Here's what the TMDL content looks like:
/// Author: Jihwan Kim
/// Version: 1.0.0
/// Returns a measure value shifted by a specified number of periods
/// @param metricExpr: The measure or expression to evaluate
/// @param dateColumn: Date column from a marked date table
/// @param periodsBack: Number of periods to shift (positive = past)
/// @param granularity: "YEAR", "QUARTER", "MONTH", or "DAY"
function 'TimeIntel.PeriodCompare' =
(
metricExpr: EXPR,
dateColumn: ANYREF,
periodsBack: INT64,
granularity: STRING
) =>
VAR _granularity = UPPER(granularity)
RETURN
IF(metricExpr <> BLANK(),
SWITCH(
_granularity,
"YEAR", CALCULATE(metricExpr, DATEADD(dateColumn, -periodsBack, YEAR)),
"QUARTER", CALCULATE(metricExpr, DATEADD(dateColumn, -periodsBack, QUARTER)),
"MONTH", CALCULATE(metricExpr, DATEADD(dateColumn, -periodsBack, MONTH)),
"DAY", CALCULATE(metricExpr, DATEADD(dateColumn, -periodsBack, DAY)),
BLANK() // Invalid granularity returns BLANK
)
)
/// Author: Jihwan Kim
/// Version: 1.0.0
/// Returns variance between current and prior period values
/// @param metricExpr: The measure or expression to evaluate
/// @param dateColumn: Date column from a marked date table
/// @param periodsBack: Number of periods to shift (positive = past)
/// @param granularity: "YEAR", "QUARTER", "MONTH", or "DAY"
/// @param varianceType: "ABSOLUTE" for difference, "PERCENT" for percentage change
function 'TimeIntel.PeriodVariance' =
(
metricExpr: EXPR,
dateColumn: ANYREF,
periodsBack: INT64,
granularity: STRING,
varianceType: STRING
) =>
VAR _varianceType = UPPER(varianceType)
VAR _currentValue = CALCULATE(metricExpr)
VAR _priorValue = TimeIntel.PeriodCompare(metricExpr, dateColumn, periodsBack, granularity)
VAR _absoluteVariance = IF(_currentValue <> BLANK() && _priorValue <> BLANK(), _currentValue - _priorValue)
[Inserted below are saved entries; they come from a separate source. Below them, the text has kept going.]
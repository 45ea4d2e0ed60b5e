pub mod bytes;
pub mod compact;
pub mod hash;

pub use bytes::Bytes;
pub use compact::Compact;
pub use hash::{Hash160, Hash256};
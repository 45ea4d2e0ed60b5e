//! Resource Accounting (component A, spec.md §4.1): block weight/sigop
//! budget tracking and the strict-headroom fit test the package
//! selector drives.

use duskcoin_chain::constants::{
    COINBASE_RESERVED_SIGOPS, COINBASE_RESERVED_WEIGHT, WITNESS_SCALE_FACTOR,
};
use duskcoin_chain::IndexedTransaction;
use duskcoin_network::ConsensusParams;
use duskcoin_verification::{package_is_final, TransactionError};

/// Running totals for a template under construction, seeded with the
/// coinbase's own reservation so the selector never has to special-case
/// it.
pub struct ResourceAccounting {
    max_weight: u64,
    max_sigop_cost: u64,
    pub block_weight: u64,
    pub sigop_cost: u64,
    pub num_tx: u64,
    pub fees: u64,
    pub transactions: Vec<IndexedTransaction>,
    pub tx_fees: Vec<u64>,
    pub tx_sigop_costs: Vec<u64>,
}

impl ResourceAccounting {
    /// `max_weight` is clamped into `[4000, MAX_BLOCK_WEIGHT/4]` before
    /// use, per spec.md §4.1's construction-time clamp.
    pub fn new(consensus: &ConsensusParams, max_weight: u64) -> Self {
        ResourceAccounting {
            max_weight: consensus.clamp_block_max_weight(max_weight),
            max_sigop_cost: consensus.max_sigop_cost,
            block_weight: COINBASE_RESERVED_WEIGHT,
            sigop_cost: COINBASE_RESERVED_SIGOPS,
            num_tx: 0,
            fees: 0,
            transactions: Vec::new(),
            tx_fees: Vec::new(),
            tx_sigop_costs: Vec::new(),
        }
    }

    pub fn max_weight(&self) -> u64 {
        self.max_weight
    }

    /// Accepts iff the package still leaves strict headroom under both
    /// caps — `<`, not `<=`, so the coinbase's own reservation is never
    /// eaten by a package landing exactly at the limit.
    pub fn test_package(&self, pkg_size: u64, pkg_sigops: u64) -> bool {
        self.block_weight + WITNESS_SCALE_FACTOR * pkg_size < self.max_weight
            && self.sigop_cost + pkg_sigops < self.max_sigop_cost
    }

    /// Every tx in the package must be final at `height`/`locktime_cutoff`,
    /// and (when witness data is disabled for this template) must not
    /// carry any.
    pub fn test_finality(
        &self,
        package: &[&IndexedTransaction],
        height: u32,
        locktime_cutoff: u32,
        want_witness: bool,
    ) -> Result<bool, TransactionError> {
        let txs: Vec<_> = package.iter().map(|it| &it.raw).collect();
        if !package_is_final(&txs, height, locktime_cutoff) {
            return Ok(false);
        }
        if !want_witness {
            for it in package {
                if it.raw.is_privacy_spend() || it.raw.is_privacy_mint() {
                    return Ok(false);
                }
            }
        }
        Ok(true)
    }

    /// Appends one entry to the template sequences and updates every
    /// counter. The caller is responsible for ordering the package
    /// (ancestor count ascending) before calling this per entry.
    pub fn add(&mut self, tx: IndexedTransaction, fee: u64, sigop_cost: u64, size: u64) {
        self.block_weight += WITNESS_SCALE_FACTOR * size;
        self.sigop_cost += sigop_cost;
        self.fees += fee;
        self.num_tx += 1;
        self.transactions.push(tx);
        self.tx_fees.push(fee);
        self.tx_sigop_costs.push(sigop_cost);
    }
}

#[cfg(test)]
mod tests {
    use super::*;
    use duskcoin_network::Network;

    fn consensus() -> ConsensusParams {
        ConsensusParams::for_network(Network::Regtest)
    }

    #[test]
    fn starts_from_the_coinbase_reservation() {
        let accounting = ResourceAccounting::new(&consensus(), 1_000_000);
        assert_eq!(accounting.block_weight, COINBASE_RESERVED_WEIGHT);
        assert_eq!(accounting.sigop_cost, COINBASE_RESERVED_SIGOPS);
    }

    #[test]
    fn test_package_requires_strict_headroom() {
        let consensus = consensus();
        let mut accounting = ResourceAccounting::new(&consensus, 4000);
        // max_weight clamps to 4000 (the floor); any additional package
        // weight must fail since nothing is left strictly under 4000.
        assert!(!accounting.test_package(1, 0));
        accounting.block_weight = 0;
        assert!(accounting.test_package(1, 0));
    }

    #[test]
    fn weight_is_clamped_to_the_configured_floor() {
        let consensus = consensus();
        let accounting = ResourceAccounting::new(&consensus, 10);
        assert_eq!(accounting.max_weight(), 4000);
    }
}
VAR _percentVariance = IF(_currentValue <> BLANK() && _priorValue <> BLANK(), DIVIDE(_absoluteVariance, _priorValue) )
RETURN
SWITCH(
_varianceType,
"ABSOLUTE", _absoluteVariance,
"PERCENT", _percentVariance,
BLANK()
)
For teams maintaining multiple semantic models, I could store my UDF library in a shared repository and import the functions.tmdl content into each model's definition folder during CI. The library becomes a versioned dependency: update once, deploy everywhere.
DAX Lib: Sharing with the Community
As Marco Russo announced in his introduction to DAX Lib, SQLBI has created an open-source repository at daxlib.org where the community can share model-independent functions. The site already hosts over 30 libraries covering SVG visuals, formatting, conversions, and common calculation patterns.
Using DAX Lib is straightforward: copy the TMDL script from the library page, paste it into your model's TMDL view in Power BI Desktop, and apply. Submitting your own library follows a similar process; you contribute well-documented, model-independent functions that any developer can import and use immediately.
The naming convention matters here. Model-independent functions intended for DAX Lib should use a library prefix (like TimeIntel.) to avoid conflicts when multiple libraries are imported into the same model. SQLBI's naming conventions documentation recommends reserving Local. prefix for model-dependent functions that won't be shared.
Reflections
Building this library changed how I think about DAX development. The era of copy-paste-modify across models is ending. With UDFs, I can invest time once in a well-designed, thoroughly tested function, then reuse it everywhere without modification.
The combination of UDFs, TMDL, and Git integration creates something genuinely new: a proper software engineering workflow for semantic model development. Functions are versioned, diffable, testable, and shareable. This is what enterprise-scale DAX development should look like.
I hope this inspires you to find the patterns in your own models that deserve to become portable functions, and perhaps contribute them back to the community through DAX Lib.